I want to believe that these things will never happen and that im just trying to be a minimalist and better my life, but what if it does?
That’s a very interesting question. And somehow, I think you responded to it by sharing some significant parts of your story, but also your fears about what might happen in the future. What you’re questioning here is the deep roots of what appears to be a way to practice minimalism. Definitely a positive thing to question yourself about your inner motivation.
I approached minimalism and read quite a few things about it because, just like you, through the years I had these cycles of urges when I’d declutter the stuff that I have. With time, I started to approach it in a mindful way (is this object valuable in my life?) and not a quantitative way (reducing the amount of objects I have). What’s been interesting through this process is to realize that this practice didn’t come from nowhere but is deeply rooted in my own story. There’s something therapeutic in this when it allows us to reflect on ourselves - just like you’re doing through this post.
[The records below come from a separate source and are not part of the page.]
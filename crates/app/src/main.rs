use std::path::Path;
use std::sync::{Arc, Mutex, PoisonError};

use bubble_chat::{
    ChatHandle, ChatRuntime, ChatServices, MemoryChangeFeed, MemoryChatBackend,
    MemoryPromptService, MessageDispatcher, SessionContext, SettingsStore, UserAction,
};
use bubble_storage::{JsonFileActiveSessionStore, LOCAL_STATE_FILE_NAME, MemoryActiveSessionStore};
use tokio::io::{AsyncBufReadExt, BufReader};

mod commands;
mod render;

use commands::Command;
use render::Renderer;

const DEMO_PROMPTS: &str = "\
1. 🧭 Plan a weekend trip
2. ✍️ Draft a polite follow-up email
3. 💡 Explain a concept like I'm five";

#[tokio::main]
async fn main() {
    let settings_store = SettingsStore::load();
    let settings = settings_store.settings();

    tracing_subscriber::fmt()
        .with_env_filter(
            tracing_subscriber::EnvFilter::try_from_default_env()
                .unwrap_or_else(|_| settings.log_filter.as_str().into()),
        )
        .with_writer(std::io::stderr)
        .init();
    tracing::debug!("settings loaded from {:?}", settings_store.config_path());

    let feed = Arc::new(MemoryChangeFeed::new());
    let backend =
        MemoryChatBackend::new(feed.clone()).with_reply_latency(settings.demo_reply_latency());
    let services = ChatServices {
        backend: Arc::new(backend),
        feed,
        prompts: Some(Arc::new(MemoryPromptService::new(DEMO_PROMPTS))),
    };
    let context = open_context(&SettingsStore::default_config_dir());
    let dispatcher = MessageDispatcher::new(settings.user.clone(), settings.to_timings());

    let runtime = ChatRuntime::new(services, context, dispatcher);
    let handle = runtime.handle();
    let runtime_task = tokio::spawn(runtime.run());
    let renderer = Arc::new(Mutex::new(Renderer::default()));
    let renderer_task = tokio::spawn(render_loop(handle.clone(), renderer.clone()));

    println!("{}", commands::HELP);
    let mut lines = BufReader::new(tokio::io::stdin()).lines();
    loop {
        let line = match lines.next_line().await {
            Ok(Some(line)) => line,
            Ok(None) => break,
            Err(error) => {
                tracing::error!("failed to read from stdin: {error}");
                break;
            }
        };

        let command = match commands::parse(&line) {
            Ok(Some(command)) => command,
            Ok(None) => continue,
            Err(error) => {
                println!("! {error}");
                continue;
            }
        };
        if command == Command::Quit {
            break;
        }
        for action in into_actions(command, &renderer) {
            handle.send(action);
        }
    }

    handle.shutdown();
    if let Err(error) = runtime_task.await {
        tracing::error!("chat runtime task failed: {error}");
    }
    renderer_task.abort();
}

fn open_context(config_dir: &Path) -> SessionContext {
    let path = config_dir.join(LOCAL_STATE_FILE_NAME);
    match JsonFileActiveSessionStore::open(&path) {
        Ok(store) => {
            tracing::debug!("active session slot at {:?}", store.path());
            SessionContext::new(Arc::new(store))
        }
        Err(error) => {
            tracing::warn!("falling back to in-memory session context: {error}");
            SessionContext::new(Arc::new(MemoryActiveSessionStore::new()))
        }
    }
}

fn into_actions(command: Command, renderer: &Mutex<Renderer>) -> Vec<UserAction> {
    match command {
        Command::Say(text) => vec![UserAction::SetInput(text), UserAction::PressEnter],
        Command::Send(Some(text)) => vec![UserAction::SetInput(text), UserAction::SubmitText],
        Command::Send(None) => vec![UserAction::SubmitText],
        Command::Reply(option) => vec![UserAction::QuickReply(option)],
        Command::Prompt(number) => {
            let prompt = renderer
                .lock()
                .unwrap_or_else(PoisonError::into_inner)
                .prompts()
                .get(number.wrapping_sub(1))
                .cloned();
            match prompt {
                Some(prompt) => vec![UserAction::SuggestedPrompt(prompt)],
                None => {
                    println!("! no suggested prompt #{number}");
                    Vec::new()
                }
            }
        }
        Command::PromptsVisible(visible) => vec![UserAction::SetPromptsVisible(visible)],
        Command::NewChat => vec![UserAction::NewChat],
        Command::Panel(panel) => vec![UserAction::TogglePanel(panel)],
        Command::ClosePanel => vec![UserAction::ClosePanel],
        Command::Scroll(metrics) => vec![UserAction::Scrolled(metrics)],
        Command::Bottom => vec![UserAction::ScrollToBottom],
        Command::Help => {
            println!("{}", commands::HELP);
            Vec::new()
        }
        Command::Quit => Vec::new(),
    }
}

async fn render_loop(handle: ChatHandle, renderer: Arc<Mutex<Renderer>>) {
    let mut frames = handle.subscribe();
    loop {
        let drawn = {
            let frame = frames.borrow_and_update().clone();
            renderer
                .lock()
                .unwrap_or_else(PoisonError::into_inner)
                .draw(&frame)
        };
        for line in drawn.lines {
            println!("{line}");
        }
        for action in drawn.actions {
            handle.send(action);
        }

        if frames.changed().await.is_err() {
            break;
        }
    }
}
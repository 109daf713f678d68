//! Headless chat widget core: session state, live sync, dispatch and presentation.
pub mod context;
pub mod dispatch;
pub mod error;
pub mod events;
pub mod memory;
pub mod message;
pub mod presentation;
pub mod prompts;
pub mod remote;
pub mod runtime;
pub mod settings;
pub mod store;
pub mod sync;

pub use context::SessionContext;
pub use dispatch::{DispatchDelay, DispatchTimings, MessageDispatcher, RemoteCall, ScheduledCall};
pub use error::{ChatError, ChatResult};
pub use events::{LoopEvent, SessionGeneration, UserAction};
pub use memory::{MemoryChangeFeed, MemoryChatBackend, MemoryPromptService};
pub use message::{ChatSession, Message, MessageType, Payload, Role, Timestamp};
pub use presentation::{ChatViewModel, Panel, ScrollMetrics};
pub use remote::{
    ChangeEvent, ChangeFeed, ChangeKind, ChangeStream, ChatBackend, PromptService, UserProfile,
};
pub use runtime::{ChatHandle, ChatRuntime, ChatServices};
pub use settings::{ChatSettings, SettingsError, SettingsStore};
pub use store::{ErrorKind, Flag, SessionStore};
pub use sync::{RemoteSyncListener, SyncOutcome};
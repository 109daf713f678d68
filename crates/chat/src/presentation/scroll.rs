use crate::store::{Flag, SessionStore};

/// Distance from the bottom edge still counted as "at the bottom"; absorbs sub-pixel rounding.
pub const FULLY_SCROLLED_TOLERANCE: f64 = 1.0;

/// Viewport geometry reported by the message list on every scroll.
#[derive(Debug, Clone, Copy, PartialEq)]
pub struct ScrollMetrics {
    pub scroll_height: f64,
    pub client_height: f64,
    pub scroll_top: f64,
}

impl ScrollMetrics {
    pub fn new(scroll_height: f64, client_height: f64, scroll_top: f64) -> Self {
        Self {
            scroll_height,
            client_height,
            scroll_top,
        }
    }

    /// Remaining distance to the bottom edge.
    pub fn distance_to_bottom(&self) -> f64 {
        self.scroll_height - self.client_height - self.scroll_top
    }

    pub fn is_fully_scrolled(&self) -> bool {
        self.distance_to_bottom().abs() <= FULLY_SCROLLED_TOLERANCE
    }
}

/// Request for the view to move the list to its bottom edge.
///
/// `seq` grows with every request so the view can tell a new request from one it
/// already performed.
#[derive(Debug, Clone, Copy, PartialEq, Eq)]
pub struct ScrollRequest {
    pub seq: u64,
    pub smooth: bool,
}

/// Tracks the list's bottom edge and issues scroll requests.
#[derive(Debug, Clone, Default, PartialEq)]
pub struct ScrollCoordinator {
    last_request: Option<ScrollRequest>,
    next_seq: u64,
}

impl ScrollCoordinator {
    pub fn new() -> Self {
        Self::default()
    }

    /// Records the viewport position; the store only changes when the answer flips.
    pub fn on_scroll(&mut self, store: &mut SessionStore, metrics: ScrollMetrics) -> bool {
        store.set_flag(Flag::FullyScrolled, metrics.is_fully_scrolled())
    }

    /// Hidden while a reply is still streaming so the affordance does not flash.
    pub fn show_new_message_indicator(&self, store: &SessionStore) -> bool {
        !store.flag(Flag::FullyScrolled) && store.flag(Flag::StreamingDone)
    }

    /// User asked to jump to the newest message.
    pub fn scroll_to_bottom(&mut self, store: &mut SessionStore) -> ScrollRequest {
        store.set_flag(Flag::StreamingDone, false);
        self.request(true)
    }

    /// Keeps the tail in view when new content lands while the user was already there.
    pub fn follow_new_content(&mut self, store: &SessionStore) -> Option<ScrollRequest> {
        store
            .flag(Flag::FullyScrolled)
            .then(|| self.request(true))
    }

    /// Unconditional jump used when a session finishes loading.
    pub fn reveal_latest(&mut self) -> ScrollRequest {
        self.request(true)
    }

    /// The view reports the latest streamed reply finished rendering.
    pub fn mark_stream_rendered(&self, store: &mut SessionStore) {
        store.set_flag(Flag::Streaming, false);
        store.set_flag(Flag::StreamingDone, true);
    }

    pub fn last_request(&self) -> Option<ScrollRequest> {
        self.last_request
    }

    pub fn reset(&mut self) {
        // Keep the counter so requests issued after a reset are still recognized as new.
        self.last_request = None;
    }

    fn request(&mut self, smooth: bool) -> ScrollRequest {
        self.next_seq = self.next_seq.wrapping_add(1);
        let request = ScrollRequest {
            seq: self.next_seq,
            smooth,
        };
        self.last_request = Some(request);
        request
    }
}

#[cfg(test)]
mod tests {
    use super::*;

    #[test]
    fn bottom_edge_uses_one_unit_tolerance() {
        assert!(ScrollMetrics::new(500., 480., 20.).is_fully_scrolled());
        assert!(!ScrollMetrics::new(500., 480., 10.).is_fully_scrolled());
        assert!(ScrollMetrics::new(500., 480., 19.5).is_fully_scrolled());
        assert!(ScrollMetrics::new(500., 480., 20.8).is_fully_scrolled());
        assert!(!ScrollMetrics::new(500., 480., 18.).is_fully_scrolled());
    }

    #[test]
    fn on_scroll_only_reports_flips() {
        let mut store = SessionStore::new();
        let mut scroll = ScrollCoordinator::new();

        assert!(!scroll.on_scroll(&mut store, ScrollMetrics::new(500., 480., 20.)));
        assert!(scroll.on_scroll(&mut store, ScrollMetrics::new(500., 480., 10.)));
        assert!(!store.flag(Flag::FullyScrolled));
        assert!(!scroll.on_scroll(&mut store, ScrollMetrics::new(500., 480., 5.)));
    }

    #[test]
    fn indicator_requires_scrolled_up_and_finished_stream() {
        let mut store = SessionStore::new();
        let scroll = ScrollCoordinator::new();

        store.set_flag(Flag::FullyScrolled, false);
        assert!(!scroll.show_new_message_indicator(&store));

        store.set_flag(Flag::StreamingDone, true);
        assert!(scroll.show_new_message_indicator(&store));

        store.set_flag(Flag::FullyScrolled, true);
        assert!(!scroll.show_new_message_indicator(&store));
    }

    #[test]
    fn scroll_to_bottom_clears_stream_finished() {
        let mut store = SessionStore::new();
        let mut scroll = ScrollCoordinator::new();
        store.set_flag(Flag::FullyScrolled, false);
        scroll.mark_stream_rendered(&mut store);

        let first = scroll.scroll_to_bottom(&mut store);
        let second = scroll.scroll_to_bottom(&mut store);

        assert!(first.smooth);
        assert!(second.seq > first.seq);
        assert!(!store.flag(Flag::StreamingDone));
        assert!(!scroll.show_new_message_indicator(&store));
    }

    #[test]
    fn new_content_is_followed_only_from_the_bottom() {
        let mut store = SessionStore::new();
        let mut scroll = ScrollCoordinator::new();
        assert!(scroll.follow_new_content(&store).is_some());

        store.set_flag(Flag::FullyScrolled, false);
        scroll.reset();
        assert!(scroll.follow_new_content(&store).is_none());
        assert_eq!(scroll.last_request(), None);
    }
}
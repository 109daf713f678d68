use std::path::Path;

use serde::Serialize;
use snafu::ResultExt;

use super::error::{
    CreateDirSnafu, RenameTempFileSnafu, SerializeStateSnafu, StorageResult, WriteFileSnafu,
};

/// Writes `value` as pretty JSON, replacing `path` through a `.json.tmp` sibling so
/// readers never observe a half-written file.
pub fn write_json_atomic<T: Serialize>(path: &Path, value: &T) -> StorageResult<()> {
    if let Some(parent) = path.parent()
        && !parent.as_os_str().is_empty()
    {
        std::fs::create_dir_all(parent).context(CreateDirSnafu {
            stage: "create-parent-directory",
            path: parent.to_path_buf(),
        })?;
    }

    let content = serde_json::to_string_pretty(value).context(SerializeStateSnafu {
        stage: "serialize-json",
    })?;

    let temp_path = path.with_extension("json.tmp");
    std::fs::write(&temp_path, content).context(WriteFileSnafu {
        stage: "write-temporary-file",
        path: temp_path.clone(),
    })?;

    std::fs::rename(&temp_path, path).context(RenameTempFileSnafu {
        stage: "rename-temporary-file",
        from: temp_path,
        to: path.to_path_buf(),
    })
}

#[cfg(test)]
mod tests {
    use super::*;

    #[test]
    fn creates_parents_and_leaves_no_temp_file() {
        let dir = tempfile::tempdir().unwrap();
        let path = dir.path().join("a").join("b").join("state.json");

        write_json_atomic(&path, &serde_json::json!({"k": 1})).unwrap();
        write_json_atomic(&path, &serde_json::json!({"k": 2})).unwrap();

        let raw: serde_json::Value =
            serde_json::from_str(&std::fs::read_to_string(&path).unwrap()).unwrap();
        assert_eq!(raw["k"], 2);
        assert!(!path.with_extension("json.tmp").exists());
    }
}
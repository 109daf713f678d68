use std::sync::Arc;

use bubble_storage::{ActiveSessionStore, SessionId};
use snafu::ResultExt;

use crate::error::{ChatResult, PersistSessionSnafu};

/// Explicit handle on the persisted "active session" slot.
///
/// Handed to the runtime instead of reading ambient storage, so the lifecycle
/// (set on creation, cleared on reset or teardown) is visible at the call sites.
#[derive(Clone)]
pub struct SessionContext {
    store: Arc<dyn ActiveSessionStore>,
}

impl SessionContext {
    pub fn new(store: Arc<dyn ActiveSessionStore>) -> Self {
        Self { store }
    }

    pub fn activate(&self, session_id: &SessionId) -> ChatResult<()> {
        self.store.store(session_id).context(PersistSessionSnafu {
            stage: "activate-session-context",
        })
    }

    pub fn clear(&self) -> ChatResult<()> {
        self.store.clear().context(PersistSessionSnafu {
            stage: "clear-session-context",
        })
    }

    pub fn active(&self) -> ChatResult<Option<SessionId>> {
        self.store.load().context(PersistSessionSnafu {
            stage: "load-session-context",
        })
    }
}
I agree with @Sarah: grief could be a keyword. It reminds me of something that C.S.Lewis wrote in an short essay: “No one ever told me that grief felt so like fear. I am not afraid, but the sensation is like being afraid”. It’s not even necessary about the actual loss of something or someone, but even just the possibility of it. We’re humans. We have a capacity of projection. And often times it’s based on our past experiences. These are fears:
This is how I think:
Something bad will happen and I need to be ready to run away
The US is going to start a war and I need to be ready to hide
Some sort of Apocalypse will happen and I need to be ready to defend myself and my belongings.
But it’s also incredibly positive to be aware of how you think. It could be a major difference between minimalism and a potential trauma response/coping mechanism. Minimalism is a way of life, it’s about chosing something that suits you more. There is a sense of freedom in it. But if it’s motivated by deep fears first and foremost, then it could be interesting for you to work on it, and why not with a counselor or a therapist.
Is decluttering a personal choice or a habit that you developped over time? Does doing this causes any pain to you/does it prevent you to live how you want to live, or be who you want to be? Do you feel stuck or driven by your fears before anything else? Just some open questions - don’t feel any obligation to respond here particularly.
I any case, it’s truly positive to question your motivation and seek a better understanding of yourself. I believe in you and your capacity to identify your own truth. Whether it’s by yourself or with the right support. This community is here for you as well. Take care, friend.